* [What the exercise asks]: The full set of entries, reproduced exactly, is the expected answer.

* [Input]:

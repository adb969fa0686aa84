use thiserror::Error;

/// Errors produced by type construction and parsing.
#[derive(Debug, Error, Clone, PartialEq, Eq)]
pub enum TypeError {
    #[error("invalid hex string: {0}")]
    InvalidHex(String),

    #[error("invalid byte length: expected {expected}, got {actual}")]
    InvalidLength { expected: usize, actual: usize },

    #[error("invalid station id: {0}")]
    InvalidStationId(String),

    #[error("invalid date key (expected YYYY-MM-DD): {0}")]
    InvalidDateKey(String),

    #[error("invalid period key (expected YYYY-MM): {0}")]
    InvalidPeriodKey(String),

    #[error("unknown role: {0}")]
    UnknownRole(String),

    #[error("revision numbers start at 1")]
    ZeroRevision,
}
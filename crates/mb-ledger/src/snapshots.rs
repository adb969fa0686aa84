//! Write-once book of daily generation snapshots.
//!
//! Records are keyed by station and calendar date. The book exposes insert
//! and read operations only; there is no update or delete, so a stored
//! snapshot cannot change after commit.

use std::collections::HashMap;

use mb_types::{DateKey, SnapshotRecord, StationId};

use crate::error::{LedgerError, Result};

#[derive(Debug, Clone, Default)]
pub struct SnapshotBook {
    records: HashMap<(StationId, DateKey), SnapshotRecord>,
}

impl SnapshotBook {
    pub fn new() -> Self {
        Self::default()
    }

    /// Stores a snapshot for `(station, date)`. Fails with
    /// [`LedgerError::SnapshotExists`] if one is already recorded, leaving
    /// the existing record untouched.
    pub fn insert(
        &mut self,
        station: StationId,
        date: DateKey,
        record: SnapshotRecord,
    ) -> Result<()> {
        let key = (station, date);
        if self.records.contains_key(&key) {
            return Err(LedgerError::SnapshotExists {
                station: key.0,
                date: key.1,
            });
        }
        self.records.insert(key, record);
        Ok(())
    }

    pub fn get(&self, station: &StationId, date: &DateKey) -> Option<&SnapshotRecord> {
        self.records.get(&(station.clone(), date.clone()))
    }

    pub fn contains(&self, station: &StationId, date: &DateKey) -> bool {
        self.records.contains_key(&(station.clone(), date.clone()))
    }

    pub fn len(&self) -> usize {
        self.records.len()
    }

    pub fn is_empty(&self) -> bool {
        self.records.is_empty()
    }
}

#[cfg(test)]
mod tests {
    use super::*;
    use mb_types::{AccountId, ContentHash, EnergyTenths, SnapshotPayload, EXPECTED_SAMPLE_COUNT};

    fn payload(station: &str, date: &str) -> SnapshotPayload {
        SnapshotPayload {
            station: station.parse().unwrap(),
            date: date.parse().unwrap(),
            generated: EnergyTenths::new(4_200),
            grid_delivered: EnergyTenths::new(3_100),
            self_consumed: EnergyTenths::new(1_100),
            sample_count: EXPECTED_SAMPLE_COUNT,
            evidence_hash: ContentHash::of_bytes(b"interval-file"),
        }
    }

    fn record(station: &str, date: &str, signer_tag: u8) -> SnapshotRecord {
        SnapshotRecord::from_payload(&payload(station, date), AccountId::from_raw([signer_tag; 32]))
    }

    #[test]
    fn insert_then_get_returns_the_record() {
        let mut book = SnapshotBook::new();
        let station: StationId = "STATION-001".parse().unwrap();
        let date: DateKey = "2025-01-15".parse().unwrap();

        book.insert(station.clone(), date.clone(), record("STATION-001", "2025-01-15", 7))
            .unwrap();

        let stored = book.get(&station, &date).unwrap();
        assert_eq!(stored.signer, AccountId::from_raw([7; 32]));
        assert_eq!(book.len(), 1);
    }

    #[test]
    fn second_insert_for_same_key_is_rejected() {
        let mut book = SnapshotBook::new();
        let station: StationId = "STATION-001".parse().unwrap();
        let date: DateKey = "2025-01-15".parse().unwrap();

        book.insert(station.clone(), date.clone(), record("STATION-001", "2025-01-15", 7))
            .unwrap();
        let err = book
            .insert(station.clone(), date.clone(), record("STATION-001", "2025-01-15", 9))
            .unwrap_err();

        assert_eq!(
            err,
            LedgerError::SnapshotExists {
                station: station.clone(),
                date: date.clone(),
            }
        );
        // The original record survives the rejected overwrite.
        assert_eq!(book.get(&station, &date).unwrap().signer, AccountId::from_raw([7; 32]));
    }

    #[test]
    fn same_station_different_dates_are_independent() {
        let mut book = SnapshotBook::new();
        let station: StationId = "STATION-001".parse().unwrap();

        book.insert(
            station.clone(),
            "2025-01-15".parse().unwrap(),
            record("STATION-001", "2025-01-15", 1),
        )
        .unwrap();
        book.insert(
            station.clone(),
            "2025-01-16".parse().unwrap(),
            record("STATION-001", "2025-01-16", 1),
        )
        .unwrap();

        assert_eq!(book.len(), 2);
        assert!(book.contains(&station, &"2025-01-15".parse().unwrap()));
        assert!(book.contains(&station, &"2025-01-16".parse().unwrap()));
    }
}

* [Finished exercise]:
repository adb969fa0686aa84
use thiserror::Error;

/// Errors produced by type construction and parsing.
#[derive(Debug, Error, Clone, PartialEq, Eq)]
pub enum TypeError {
    #[error("invalid hex string: {0}")]
    InvalidHex(String),

    #[error("invalid byte length: expected {expected}, got {actual}")]
    InvalidLength { expected: usize, actual: usize },

    #[error("invalid station id: {0}")]
    InvalidStationId(String),

    #[error("invalid date key (expected YYYY-MM-DD): {0}")]
    InvalidDateKey(String),

    #[error("invalid period key (expected YYYY-MM): {0}")]
    InvalidPeriodKey(String),

    #[error("unknown role: {0}")]
    UnknownRole(String),

    #[error("revision numbers start at 1")]
    ZeroRevision,
}
filename crates/mb-ledger/src/snapshots.rs
repository adb969fa0686aa84
//! Write-once book of daily generation snapshots.
//!
//! Records are keyed by station and calendar date. The book exposes insert
//! and read operations only; there is no update or delete, so a stored
//! snapshot cannot change after commit.

use std::collections::HashMap;

use mb_types::{DateKey, SnapshotRecord, StationId};

use crate::error::{LedgerError, Result};

#[derive(Debug, Clone, Default)]
pub struct SnapshotBook {
    records: HashMap<(StationId, DateKey), SnapshotRecord>,
}

impl SnapshotBook {
    pub fn new() -> Self {
        Self::default()
    }

    /// Stores a snapshot for `(station, date)`. Fails with
    /// [`LedgerError::SnapshotExists`] if one is already recorded, leaving
    /// the existing record untouched.
    pub fn insert(
        &mut self,
        station: StationId,
        date: DateKey,
        record: SnapshotRecord,
    ) -> Result<()> {
        let key = (station, date);
        if self.records.contains_key(&key) {
            return Err(LedgerError::SnapshotExists {
                station: key.0,
                date: key.1,
            });
        }
        self.records.insert(key, record);
        Ok(())
    }

    pub fn get(&self, station: &StationId, date: &DateKey) -> Option<&SnapshotRecord> {
        self.records.get(&(station.clone(), date.clone()))
    }

    pub fn contains(&self, station: &StationId, date: &DateKey) -> bool {
        self.records.contains_key(&(station.clone(), date.clone()))
    }

    pub fn len(&self) -> usize {
        self.records.len()
    }

    pub fn is_empty(&self) -> bool {
        self.records.is_empty()
    }
}

#[cfg(test)]
mod tests {
    use super::*;
    use mb_types::{AccountId, ContentHash, EnergyTenths, SnapshotPayload, EXPECTED_SAMPLE_COUNT};

    fn payload(station: &str, date: &str) -> SnapshotPayload {
        SnapshotPayload {
            station: station.parse().unwrap(),
            date: date.parse().unwrap(),
            generated: EnergyTenths::new(4_200),
            grid_delivered: EnergyTenths::new(3_100),
            self_consumed: EnergyTenths::new(1_100),
            sample_count: EXPECTED_SAMPLE_COUNT,
            evidence_hash: ContentHash::of_bytes(b"interval-file"),
        }
    }

    fn record(station: &str, date: &str, signer_tag: u8) -> SnapshotRecord {
        SnapshotRecord::from_payload(&payload(station, date), AccountId::from_raw([signer_tag; 32]))
    }

    #[test]
    fn insert_then_get_returns_the_record() {
        let mut book = SnapshotBook::new();
        let station: StationId = "STATION-001".parse().unwrap();
        let date: DateKey = "2025-01-15".parse().unwrap();

        book.insert(station.clone(), date.clone(), record("STATION-001", "2025-01-15", 7))
            .unwrap();

        let stored = book.get(&station, &date).unwrap();
        assert_eq!(stored.signer, AccountId::from_raw([7; 32]));
        assert_eq!(book.len(), 1);
    }

    #[test]
    fn second_insert_for_same_key_is_rejected() {
        let mut book = SnapshotBook::new();
        let station: StationId = "STATION-001".parse().unwrap();
        let date: DateKey = "2025-01-15".parse().unwrap();

        book.insert(station.clone(), date.clone(), record("STATION-001", "2025-01-15", 7))
            .unwrap();
        let err = book
            .insert(station.clone(), date.clone(), record("STATION-001", "2025-01-15", 9))
            .unwrap_err();

        assert_eq!(
            err,
            LedgerError::SnapshotExists {
                station: station.clone(),
                date: date.clone(),
            }
        );
        // The original record survives the rejected overwrite.
        assert_eq!(book.get(&station, &date).unwrap().signer, AccountId::from_raw([7; 32]));
    }

    #[test]
    fn same_station_different_dates_are_independent() {
        let mut book = SnapshotBook::new();
        let station: StationId = "STATION-001".parse().unwrap();

        book.insert(
            station.clone(),
            "2025-01-15".parse().unwrap(),
            record("STATION-001", "2025-01-15", 1),
        )
        .unwrap();
        book.insert(
            station.clone(),
            "2025-01-16".parse().unwrap(),
            record("STATION-001", "2025-01-16", 1),
        )
        .unwrap();

        assert_eq!(book.len(), 2);
        assert!(book.contains(&station, &"2025-01-15".parse().unwrap()));
        assert!(book.contains(&station, &"2025-01-16".parse().unwrap()));
    }
}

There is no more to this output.